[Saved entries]
use std::fs::{self, File};
use std::io::{Read, Write};
use std::path::Path;

use chrono::{NaiveDateTime, Timelike};
use csv::{ReaderBuilder, StringRecord, Terminator, WriterBuilder};

use crate::error::{CleanError, CleanResult};

/// Cell texts that read as a missing value.
const NA_VALUES: &[&str] = &[
    "", "#N/A", "#N/A N/A", "#NA", "-1.#IND", "-1.#QNAN", "-NaN", "-nan", "1.#IND", "1.#QNAN",
    "<NA>", "N/A", "NA", "NULL", "NaN", "None", "n/a", "nan", "null",
];

pub fn is_missing(raw: &str) -> bool {
    NA_VALUES.contains(&raw)
}

#[derive(Debug, Clone, PartialEq)]
pub enum Value {
    Missing,
    Text(String),
    Date(NaiveDateTime),
}

impl Value {
    pub fn from_raw(raw: &str) -> Self {
        if is_missing(raw) {
            Value::Missing
        } else {
            Value::Text(raw.to_string())
        }
    }

    pub fn as_text(&self) -> Option<&str> {
        match self {
            Value::Text(s) => Some(s),
            _ => None,
        }
    }

    pub fn is_missing(&self) -> bool {
        matches!(self, Value::Missing)
    }
}

/// In-memory patient billing table: a header row plus rectangular rows of cells.
#[derive(Debug, Clone, PartialEq)]
pub struct RecordTable {
    headers: Vec<String>,
    rows: Vec<Vec<Value>>,
}

impl RecordTable {
    pub fn new(headers: Vec<String>, rows: Vec<Vec<Value>>) -> Self {
        Self { headers, rows }
    }

    pub fn from_path(path: &Path) -> CleanResult<Self> {
        let file = File::open(path)?;
        Self::from_reader(file)
    }

    /// Parses CSV with a mandatory header row.
    ///
    /// Short rows are padded with missing cells, long rows are rejected and
    /// blank lines are skipped.
    pub fn from_reader<R: Read>(rdr: R) -> CleanResult<Self> {
        let mut reader = ReaderBuilder::new()
            .has_headers(true)
            .flexible(true)
            .from_reader(rdr);

        let mut headers: Vec<String> = reader.headers()?.iter().map(str::to_string).collect();
        if headers.is_empty() {
            return Err(CleanError::EmptyFile);
        }
        if let Some(first) = headers.first_mut() {
            if let Some(stripped) = first.strip_prefix('\u{feff}') {
                *first = stripped.to_string();
            }
        }

        let width = headers.len();
        let mut rows: Vec<Vec<Value>> = Vec::new();
        for record in reader.records() {
            let record = record?;
            if is_blank_line(&record) {
                continue;
            }
            if record.len() > width {
                return Err(CleanError::RaggedRow {
                    row: rows.len(),
                    expected: width,
                    found: record.len(),
                });
            }
            let mut cells: Vec<Value> = record.iter().map(Value::from_raw).collect();
            cells.resize(width, Value::Missing);
            rows.push(cells);
        }

        Ok(Self { headers, rows })
    }

    pub fn headers(&self) -> &[String] {
        &self.headers
    }

    pub fn rows(&self) -> &[Vec<Value>] {
        &self.rows
    }

    pub fn len(&self) -> usize {
        self.rows.len()
    }

    pub fn is_empty(&self) -> bool {
        self.rows.is_empty()
    }

    pub fn column_index(&self, name: &str) -> CleanResult<usize> {
        self.headers
            .iter()
            .position(|h| h == name)
            .ok_or_else(|| CleanError::MissingColumn(name.to_string()))
    }

    pub fn column(&self, name: &str) -> CleanResult<impl Iterator<Item = &Value>> {
        let idx = self.column_index(name)?;
        Ok(self.rows.iter().map(move |row| &row[idx]))
    }

    /// Rewrites every cell of `name` in row order. `f` receives the row index.
    pub fn map_column<F>(&mut self, name: &str, mut f: F) -> CleanResult<()>
    where
        F: FnMut(usize, &Value) -> CleanResult<Value>,
    {
        let idx = self.column_index(name)?;
        for (row_idx, row) in self.rows.iter_mut().enumerate() {
            row[idx] = f(row_idx, &row[idx])?;
        }
        Ok(())
    }

    /// Writes the table with a leading unnamed row-index column.
    ///
    /// A date column is rendered date-only when all of its values fall on
    /// midnight.
    pub fn write_csv<W: Write>(&self, out: W) -> CleanResult<()> {
        let mut writer = WriterBuilder::new()
            .terminator(Terminator::Any(b'\n'))
            .from_writer(out);

        let with_time: Vec<bool> = (0..self.headers.len())
            .map(|col| {
                self.rows.iter().any(|row| match &row[col] {
                    Value::Date(d) => d.num_seconds_from_midnight() != 0 || d.nanosecond() != 0,
                    _ => false,
                })
            })
            .collect();

        let mut header = Vec::with_capacity(self.headers.len() + 1);
        header.push("");
        header.extend(self.headers.iter().map(String::as_str));
        writer.write_record(&header)?;

        for (row_idx, row) in self.rows.iter().enumerate() {
            let mut record = Vec::with_capacity(row.len() + 1);
            record.push(row_idx.to_string());
            for (col, cell) in row.iter().enumerate() {
                record.push(render_cell(cell, with_time[col]));
            }
            writer.write_record(&record)?;
        }

        writer.flush()?;
        Ok(())
    }
}

fn is_blank_line(record: &StringRecord) -> bool {
    record.len() == 1 && record.get(0).is_some_and(str::is_empty)
}

fn render_cell(cell: &Value, with_time: bool) -> String {
    match cell {
        Value::Missing => String::new(),
        Value::Text(s) => s.clone(),
        Value::Date(d) if with_time => d.format("%Y-%m-%d %H:%M:%S").to_string(),
        Value::Date(d) => d.format("%Y-%m-%d").to_string(),
    }
}

/// Writes `table` to `path` through a sibling `.tmp` file so that a failed
/// write never leaves a partial artifact at `path`.
pub fn write_cleaned_csv(path: &Path, table: &RecordTable) -> CleanResult<()> {
    let file_name = path
        .file_name()
        .and_then(|x| x.to_str())
        .unwrap_or("cleaned.csv");
    let tmp_path = path.with_file_name(format!("{file_name}.tmp"));

    let written = File::create(&tmp_path)
        .map_err(CleanError::from)
        .and_then(|file| table.write_csv(file));
    if let Err(e) = written {
        let _ = fs::remove_file(&tmp_path);
        return Err(e);
    }

    fs::rename(&tmp_path, path)?;
    Ok(())
}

=== Prompt ===
Reply with the lines from the first line of the entries through the line that contains "a missing value.", repeated exactly with both ends kept, and with nothing else.

=== Solution ===
use std::fs::{self, File};
use std::io::{Read, Write};
use std::path::Path;

use chrono::{NaiveDateTime, Timelike};
use csv::{ReaderBuilder, StringRecord, Terminator, WriterBuilder};

use crate::error::{CleanError, CleanResult};

/// Cell texts that read as a missing value.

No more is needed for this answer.